We found that firms facing a stronger threat of liabilities and in industries that are more highly regulated, as reflected in higher pollution abatement cost expenditures per unit sales, were significantly more likely to seek innovative ways to improve their environmental management. The threat of liabilities, proxied by the number of Superfund sites for which a firm has been listed as potentially responsible, had a positive impact on the quality of EMS adopted, but at a diminishing rate. However, we also found that penalties for noncompliance with existing environmental statutes or inspections to ensure compliance with them were not significant motivators of EMS adoption. These results indicate that the incentives for the adoption of an EMS were not to improve compliance with existing regulations, but to reduce the threat of liabilities and the costs of compliance with those regulations. Firms that are selling final goods and are in closer contact with consumers are more likely to have a more comprehensive/higher quality EMS than firms in intermediate good industries.

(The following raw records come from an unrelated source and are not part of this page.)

//! Daily collection sheets recorded per branch.

use rust_decimal::Decimal;
use serde::{Deserialize, Deserializer, Serialize};

/// Sheet numbers arrive as numbers, numeric strings or empty strings.
fn lenient_decimal<'de, D>(deserializer: D) -> Result<Decimal, D::Error>
where
    D: Deserializer<'de>,
{
    let value = serde_json::Value::deserialize(deserializer)?;
    Ok(match value {
        serde_json::Value::Number(n) => n.to_string().parse().unwrap_or_default(),
        serde_json::Value::String(s) => parse_amount(&s),
        _ => Decimal::ZERO,
    })
}

/// Parse a typed-in amount; blanks and garbage count as zero.
#[must_use]
pub fn parse_amount(raw: &str) -> Decimal {
    raw.trim().replace(',', "").parse().unwrap_or_default()
}

#[derive(Debug, Clone, Default, PartialEq, Eq, Serialize, Deserialize)]
#[serde(rename_all = "camelCase")]
pub struct CollectionRow {
    #[serde(default)]
    pub ar_ref: String,
    #[serde(default)]
    pub item: String,
    #[serde(default, deserialize_with = "lenient_decimal")]
    pub qty: Decimal,
    #[serde(default, deserialize_with = "lenient_decimal")]
    pub amount: Decimal,
    #[serde(default, deserialize_with = "lenient_decimal")]
    pub total: Decimal,
    #[serde(default, deserialize_with = "lenient_decimal")]
    pub cash: Decimal,
    #[serde(default, deserialize_with = "lenient_decimal")]
    pub gcash: Decimal,
    #[serde(default, deserialize_with = "lenient_decimal")]
    pub discount: Decimal,
    #[serde(default)]
    pub reason: String,
    #[serde(default)]
    pub approver: String,
}

impl CollectionRow {
    /// `qty × amount`, or `None` when the product does not fit a decimal.
    #[must_use]
    pub fn computed_total(&self) -> Option<Decimal> {
        self.qty.checked_mul(self.amount)
    }

    fn is_blank(&self) -> bool {
        self.ar_ref.trim().is_empty()
            && self.item.trim().is_empty()
            && self.qty.is_zero()
            && self.amount.is_zero()
            && self.cash.is_zero()
            && self.gcash.is_zero()
            && self.discount.is_zero()
    }
}

#[derive(Debug, Clone, Default, PartialEq, Eq, Serialize, Deserialize)]
#[serde(rename_all = "camelCase")]
pub struct DailyCollection {
    #[serde(default)]
    pub branch: String,
    #[serde(default)]
    pub date: String,
    #[serde(default)]
    pub rows: Vec<CollectionRow>,
    #[serde(default, deserialize_with = "lenient_decimal")]
    pub grand_total: Decimal,
    #[serde(default)]
    pub prepared_by: String,
    #[serde(default)]
    pub noted_by: String,
    #[serde(default)]
    pub validated_by: String,
}

#[derive(thiserror::Error, Debug, Clone, PartialEq, Eq)]
pub enum CollectionError {
    #[error("Please select branch and date")]
    MissingBranchOrDate,
    #[error("Please add at least one collection row.")]
    NoRows,
    #[error("Amounts are too large to total.")]
    AmountTooLarge,
}

/// Number of blank rows the sheet starts with.
pub const DEFAULT_ROWS: usize = 1;

/// Upper bound on rows accepted from one form post.
pub const MAX_ROWS: usize = 200;

impl DailyCollection {
    /// Recompute every row total and the grand total.
    ///
    /// # Errors
    ///
    /// Returns [`CollectionError::AmountTooLarge`] when a row total or the
    /// grand total overflows.
    pub fn with_totals(mut self) -> Result<Self, CollectionError> {
        let mut grand_total = Decimal::ZERO;
        for row in &mut self.rows {
            row.total = row
                .computed_total()
                .ok_or(CollectionError::AmountTooLarge)?;
            grand_total = grand_total
                .checked_add(row.total)
                .ok_or(CollectionError::AmountTooLarge)?;
        }
        self.grand_total = grand_total;
        Ok(self)
    }

    /// Build a sheet from flat form pairs such as `branch`, `qty_0`, `item_3`.
    ///
    /// Rows are keyed by their numeric suffix; rows left completely blank are
    /// dropped. Totals are recomputed.
    ///
    /// # Errors
    ///
    /// Returns [`CollectionError::AmountTooLarge`] when the typed numbers
    /// cannot be totalled.
    pub fn from_form_pairs(pairs: &[(String, String)]) -> Result<Self, CollectionError> {
        let mut sheet = Self::default();
        let mut rows: Vec<CollectionRow> = Vec::new();

        for (key, value) in pairs {
            match key.as_str() {
                "branch" => sheet.branch = value.trim().to_owned(),
                "date" => sheet.date = value.trim().to_owned(),
                "prepared_by" => sheet.prepared_by = value.trim().to_owned(),
                "noted_by" => sheet.noted_by = value.trim().to_owned(),
                "validated_by" => sheet.validated_by = value.trim().to_owned(),
                _ => {
                    let Some((field, index)) = key.rsplit_once('_') else {
                        continue;
                    };
                    let Ok(index) = index.parse::<usize>() else {
                        continue;
                    };
                    if index >= MAX_ROWS {
                        continue;
                    }
                    if rows.len() <= index {
                        rows.resize_with(index + 1, CollectionRow::default);
                    }
                    let Some(row) = rows.get_mut(index) else {
                        continue;
                    };
                    match field {
                        "ar_ref" => row.ar_ref = value.trim().to_owned(),
                        "item" => row.item = value.trim().to_owned(),
                        "qty" => row.qty = parse_amount(value),
                        "amount" => row.amount = parse_amount(value),
                        "cash" => row.cash = parse_amount(value),
                        "gcash" => row.gcash = parse_amount(value),
                        "discount" => row.discount = parse_amount(value),
                        "reason" => row.reason = value.trim().to_owned(),
                        "approver" => row.approver = value.trim().to_owned(),
                        _ => {}
                    }
                }
            }
        }

        sheet.rows = rows.into_iter().filter(|r| !r.is_blank()).collect();
        sheet.with_totals()
    }

    /// Check the fields the backend needs before saving.
    ///
    /// # Errors
    ///
    /// Returns [`CollectionError`] when branch or date is missing or no row
    /// has data.
    pub fn validate(&self) -> Result<(), CollectionError> {
        if self.branch.is_empty() || self.date.is_empty() {
            return Err(CollectionError::MissingBranchOrDate);
        }
        if self.rows.is_empty() {
            return Err(CollectionError::NoRows);
        }
        Ok(())
    }
}

#[cfg(test)]
#[allow(clippy::unwrap_used)]
mod tests {
    use super::*;

    fn pairs(items: &[(&str, &str)]) -> Vec<(String, String)> {
        items
            .iter()
            .map(|(k, v)| ((*k).to_owned(), (*v).to_owned()))
            .collect()
    }

    #[test]
    fn test_totals_are_qty_times_amount_summed() {
        let sheet = DailyCollection::from_form_pairs(&pairs(&[
            ("branch", "Cubao"),
            ("date", "2024-07-01"),
            ("item_0", "Shirt"),
            ("qty_0", "2"),
            ("amount_0", "75.50"),
            ("item_1", "Bag"),
            ("qty_1", "1"),
            ("amount_1", "1,200"),
            ("item_2", ""),
            ("qty_2", ""),
        ]))
        .unwrap();
        assert_eq!(sheet.rows.len(), 2);
        assert_eq!(sheet.rows.first().unwrap().total, Decimal::new(151, 0));
        assert_eq!(sheet.grand_total, Decimal::new(1351, 0));
        assert!(sheet.validate().is_ok());
    }

    #[test]
    fn test_validate_requires_branch_and_date() {
        let sheet = DailyCollection::from_form_pairs(&pairs(&[("item_0", "Shirt")])).unwrap();
        assert_eq!(sheet.validate(), Err(CollectionError::MissingBranchOrDate));
    }

    #[test]
    fn test_lenient_numbers_from_backend() {
        let sheet: DailyCollection = serde_json::from_str(
            r#"{"branch":"Cubao","date":"2024-07-01","grandTotal":"",
                "rows":[{"item":"Shirt","qty":"2","amount":75.5,"cash":""}]}"#,
        )
        .unwrap();
        let row = sheet.rows.first().unwrap();
        assert_eq!(row.qty, Decimal::new(2, 0));
        assert_eq!(row.cash, Decimal::ZERO);
        assert_eq!(sheet.with_totals().unwrap().grand_total, Decimal::new(151, 0));
    }

    #[test]
    fn test_oversized_amounts_are_rejected() {
        let result = DailyCollection::from_form_pairs(&pairs(&[
            ("branch", "Cubao"),
            ("date", "2024-07-01"),
            ("item_0", "Shirt"),
            ("qty_0", "99999999999999999999"),
            ("amount_0", "99999999999999999999"),
        ]));
        assert_eq!(result, Err(CollectionError::AmountTooLarge));

        let huge = "79228162514264337593543950335";
        let result = DailyCollection::from_form_pairs(&pairs(&[
            ("qty_0", "1"),
            ("amount_0", huge),
            ("qty_1", "1"),
            ("amount_1", huge),
        ]));
        assert_eq!(result, Err(CollectionError::AmountTooLarge));
    }
}
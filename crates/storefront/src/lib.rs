//! Segunda Mana Storefront library.
//!
//! This crate provides the storefront as a library so the router can be
//! driven in process by integration tests.

#![cfg_attr(not(test), forbid(unsafe_code))]

pub mod backend;
pub mod config;
pub mod error;
pub mod filters;
pub mod middleware;
pub mod models;
pub mod routes;
pub mod state;

use axum::{Router, routing::get};
use tower_http::services::ServeDir;
use tower_http::trace::{DefaultOnResponse, OnResponse, TraceLayer};
use tracing::Span;

pub use state::AppState;

/// Directory holding the stylesheet and images.
const STATIC_DIR: &str = concat!(env!("CARGO_MANIFEST_DIR"), "/static");

/// Build the storefront router with its session, request-id and tracing
/// layers. Sentry layers are added by the binary.
pub fn app(state: AppState) -> Router {
    let session_layer = middleware::create_session_layer(state.config());

    Router::new()
        .route("/health", get(health))
        .merge(routes::routes())
        .nest_service("/static", ServeDir::new(STATIC_DIR))
        .layer(session_layer)
        .layer(axum::middleware::from_fn(middleware::request_id_middleware))
        .layer(
            TraceLayer::new_for_http()
                .make_span_with(|request: &axum::http::Request<_>| {
                    tracing::info_span!(
                        "http_request",
                        method = %request.method(),
                        uri = %request.uri(),
                        request_id = tracing::field::Empty,
                        status = tracing::field::Empty,
                        latency_ms = tracing::field::Empty,
                    )
                })
                .on_response(
                    |response: &axum::http::Response<_>,
                     latency: std::time::Duration,
                     span: &Span| {
                        span.record("status", response.status().as_u16());
                        span.record(
                            "latency_ms",
                            u64::try_from(latency.as_millis()).unwrap_or(u64::MAX),
                        );
                        DefaultOnResponse::default().on_response(response, latency, span);
                    },
                ),
        )
        .with_state(state)
}

/// Liveness health check endpoint.
///
/// Returns "ok" if the server is running. Does not check the backend.
async fn health() -> &'static str {
    "ok"
}
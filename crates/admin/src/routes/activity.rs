//! Activity log. Superadmins only.

use askama::Template;
use axum::{
    Router,
    extract::{Query, State},
    response::{Html, Response},
    routing::get,
};
use chrono::{DateTime, Utc};
use tower_sessions::Session;
use tracing::instrument;

use segunda_mana_core::display::{short_date, short_time};
use segunda_mana_core::listing::{Page, paginate, search};
use segunda_mana_core::{ActivityLog, Notice, csv};

use crate::error::Result;
use crate::filters;
use crate::middleware::{Flash, RequireSuperAdmin};
use crate::state::AppState;

use super::dashboard::AdminUserView;
use super::{ListQuery, csv_response, loaded, render};

const LIST_PATH: &str = "/activity";

#[derive(Debug, Clone)]
pub struct ActivityRow {
    pub date: String,
    pub time: String,
    pub user: String,
    pub action: String,
    pub details: Vec<(String, String)>,
}

impl From<&ActivityLog> for ActivityRow {
    fn from(log: &ActivityLog) -> Self {
        let or_created = |formatted: &str, format: fn(DateTime<Utc>) -> String| {
            if formatted.is_empty() {
                log.created_at.map(format).unwrap_or_default()
            } else {
                formatted.to_string()
            }
        };
        Self {
            date: or_created(&log.formatted_date, short_date),
            time: or_created(&log.formatted_time, short_time),
            user: log.admin_name.clone(),
            action: log.action.clone(),
            details: log.detail_pairs(),
        }
    }
}

#[derive(Template)]
#[template(path = "activity/index.html")]
pub struct ActivityTemplate {
    pub admin_user: AdminUserView,
    pub current_path: &'static str,
    pub flash: Option<Notice>,
    pub page: Page<ActivityRow>,
    pub query: ListQuery,
    pub filter_query: String,
}

pub fn router() -> Router<AppState> {
    Router::new()
        .route("/activity", get(index))
        .route("/activity/export", get(export))
}

#[instrument(skip(admin, state, flash))]
pub async fn index(
    RequireSuperAdmin(admin): RequireSuperAdmin,
    State(state): State<AppState>,
    Flash(mut flash): Flash,
    Query(query): Query<ListQuery>,
) -> Result<Html<String>> {
    let logs = loaded(
        state.client().authed(&admin.token).activity().await,
        &mut flash,
    )?;
    let page =
        paginate(search(logs, &query.q), query.page()).map(|log| ActivityRow::from(&log));

    Ok(render(&ActivityTemplate {
        admin_user: AdminUserView::from(&admin),
        current_path: LIST_PATH,
        flash,
        page,
        filter_query: query.without_page(),
        query,
    }))
}

#[instrument(skip(admin, state, session))]
pub async fn export(
    RequireSuperAdmin(admin): RequireSuperAdmin,
    State(state): State<AppState>,
    session: Session,
    Query(query): Query<ListQuery>,
) -> Result<Response> {
    let logs = state.client().authed(&admin.token).activity().await?;
    let logs = search(logs, &query.q);
    csv_response(&session, csv::activity(&logs), "activity-logs.csv", LIST_PATH).await
}

#[cfg(test)]
#[allow(clippy::unwrap_used)]
mod tests {
    use super::*;

    #[test]
    fn test_row_falls_back_to_created_at() {
        let log: ActivityLog = serde_json::from_str(
            r#"{"adminName":"Mila","action":"DELETE_ORDER",
                "createdAt":"2024-06-01T02:30:00Z",
                "details":{"params":{"id":"o1"}}}"#,
        )
        .unwrap();
        let row = ActivityRow::from(&log);
        assert_eq!(row.date, "06/01/2024");
        assert_eq!(row.time, "10:30 AM");
        assert_eq!(row.details, [("id".to_string(), "o1".to_string())]);
    }

    #[test]
    fn test_row_prefers_backend_formatting() {
        let log: ActivityLog = serde_json::from_str(
            r#"{"adminName":"Mila","action":"LOGIN",
                "formattedDate":"June 1, 2024","formattedTime":"9:00 AM"}"#,
        )
        .unwrap();
        let row = ActivityRow::from(&log);
        assert_eq!(row.date, "June 1, 2024");
        assert_eq!(row.time, "9:00 AM");
    }
}
//! Human-facing formatting helpers shared by templates and CSV exports.

use chrono::{DateTime, Datelike, FixedOffset, NaiveDate, NaiveDateTime, Utc, Weekday};

/// Philippine Standard Time, UTC+8, used for every displayed timestamp.
const PHT_OFFSET_SECS: i32 = 8 * 3600;

fn local(at: DateTime<Utc>) -> NaiveDateTime {
    FixedOffset::east_opt(PHT_OFFSET_SECS)
        .map_or_else(|| at.naive_utc(), |tz| at.with_timezone(&tz).naive_local())
}

/// `06/01/2024`.
#[must_use]
pub fn short_date(at: DateTime<Utc>) -> String {
    local(at).format("%m/%d/%Y").to_string()
}

/// `10:30 AM`.
#[must_use]
pub fn short_time(at: DateTime<Utc>) -> String {
    local(at).format("%I:%M %p").to_string()
}

/// `Jun 1, 2024`.
#[must_use]
pub fn long_date(at: DateTime<Utc>) -> String {
    local(at).format("%b %-d, %Y").to_string()
}

/// Calendar date in Philippine time.
#[must_use]
pub fn local_date(at: DateTime<Utc>) -> NaiveDate {
    local(at).date()
}

/// Day of the week in Philippine time.
#[must_use]
pub fn weekday(at: DateTime<Utc>) -> Weekday {
    local(at).weekday()
}

/// Relative age of `then` as seen at `now`.
///
/// "Just now" under a minute, then minutes, hours under a day, and days.
#[must_use]
pub fn time_ago(then: DateTime<Utc>, now: DateTime<Utc>) -> String {
    let secs = (now - then).num_seconds().max(0);
    let (value, unit) = match secs {
        0..60 => return "Just now".to_owned(),
        60..3600 => (secs / 60, "minute"),
        3600..86_400 => (secs / 3600, "hour"),
        _ => (secs / 86_400, "day"),
    };
    let plural = if value == 1 { "" } else { "s" };
    format!("{value} {unit}{plural} ago")
}

/// Uppercase the first character, lowercase the rest.
#[must_use]
pub fn capitalize(s: &str) -> String {
    let mut chars = s.chars();
    chars.next().map_or_else(String::new, |first| {
        first.to_uppercase().chain(chars.flat_map(char::to_lowercase)).collect()
    })
}

#[cfg(test)]
#[allow(clippy::unwrap_used)]
mod tests {
    use chrono::{Duration, TimeZone};

    use super::*;

    fn at(h: u32, m: u32) -> DateTime<Utc> {
        Utc.with_ymd_and_hms(2024, 6, 1, h, m, 0).unwrap()
    }

    #[test]
    fn test_time_ago_buckets() {
        let now = at(12, 0);
        assert_eq!(time_ago(now - Duration::seconds(59), now), "Just now");
        assert_eq!(time_ago(now - Duration::minutes(1), now), "1 minute ago");
        assert_eq!(time_ago(now - Duration::minutes(59), now), "59 minutes ago");
        assert_eq!(time_ago(now - Duration::hours(2), now), "2 hours ago");
        assert_eq!(time_ago(now - Duration::hours(23), now), "23 hours ago");
        assert_eq!(time_ago(now - Duration::days(3), now), "3 days ago");
    }

    #[test]
    fn test_time_ago_future_is_just_now() {
        let now = at(12, 0);
        assert_eq!(time_ago(now + Duration::minutes(5), now), "Just now");
    }

    #[test]
    fn test_dates_are_in_philippine_time() {
        let evening_utc = Utc.with_ymd_and_hms(2024, 6, 1, 18, 30, 0).unwrap();
        assert_eq!(short_date(evening_utc), "06/02/2024");
        assert_eq!(short_time(evening_utc), "02:30 AM");
        assert_eq!(long_date(evening_utc), "Jun 2, 2024");
        // 2024-06-01 was a Saturday in UTC, Sunday in Manila by then.
        assert_eq!(weekday(evening_utc), Weekday::Sun);
        assert_eq!(local_date(evening_utc), NaiveDate::from_ymd_opt(2024, 6, 2).unwrap());
    }

    #[test]
    fn test_capitalize() {
        assert_eq!(capitalize("superadmin"), "Superadmin");
        assert_eq!(capitalize("STAFF"), "Staff");
        assert_eq!(capitalize(""), "");
    }
}
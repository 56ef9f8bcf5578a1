//! One-shot flash notices.

use axum::{extract::FromRequestParts, http::request::Parts};
use tower_sessions::Session;

use segunda_mana_core::Notice;

use crate::models::session;

/// Extractor that takes the queued notice out of the session.
///
/// Reading it removes it, so it renders once.
pub struct Flash(pub Option<Notice>);

impl<S> FromRequestParts<S> for Flash
where
    S: Send + Sync,
{
    type Rejection = std::convert::Infallible;

    async fn from_request_parts(parts: &mut Parts, _state: &S) -> Result<Self, Self::Rejection> {
        let notice = match parts.extensions.get::<Session>() {
            Some(s) => session::take_flash(s).await,
            None => None,
        };
        Ok(Self(notice))
    }
}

We also found that firms with larger onsite releases per unit sales were more likely to have a comprehensive EMS. Furthermore, firms that have a high capital-output ratio or a low sales-asset ratio, and thus are likely to be more affected by high costs of capital due to potentially negative investor and market reactions to performance, also are more likely to adopt a more comprehensive EMS. This indicates that the potential for adverse reactions from communities, shareholders, and environmental groups generated by public disclosure of TRI motivated firms to adopt proactive strategies to reduce pollution.

In contrast to the impact of onsite releases on EMS adoption, we found that firms with smaller offsite transfers per unit sales were more likely to adopt a comprehensive EMS. Firms with low offsite transfers per unit sales are those that already have decreased waste being sent for end-of-pipe abatement or that generate waste that is either unsuitable for offsite transfer or too costly to transfer offsite. Our results suggest that these firms are more likely to be seeking other innovative strategies for further reducing waste generation per unit output. We found weak evidence that firms in more concentrated industries were more likely to adopt a more comprehensive EMS. We also found that firms with a stronger multinational presence are more likely to adopt a comprehensive/higher quality EMS. As expected, we found that firms that are more innovative as indicated by their R&D expenditures and likely to have the knowledge and capability to find less costly solutions to their environmental problems were more likely to adopt a comprehensive EMS. Additionally, firms with older equipment were more likely to undertake environmental management, possibly because it was less costly for them to replace old equipment with newer less pollution-intensive equipment.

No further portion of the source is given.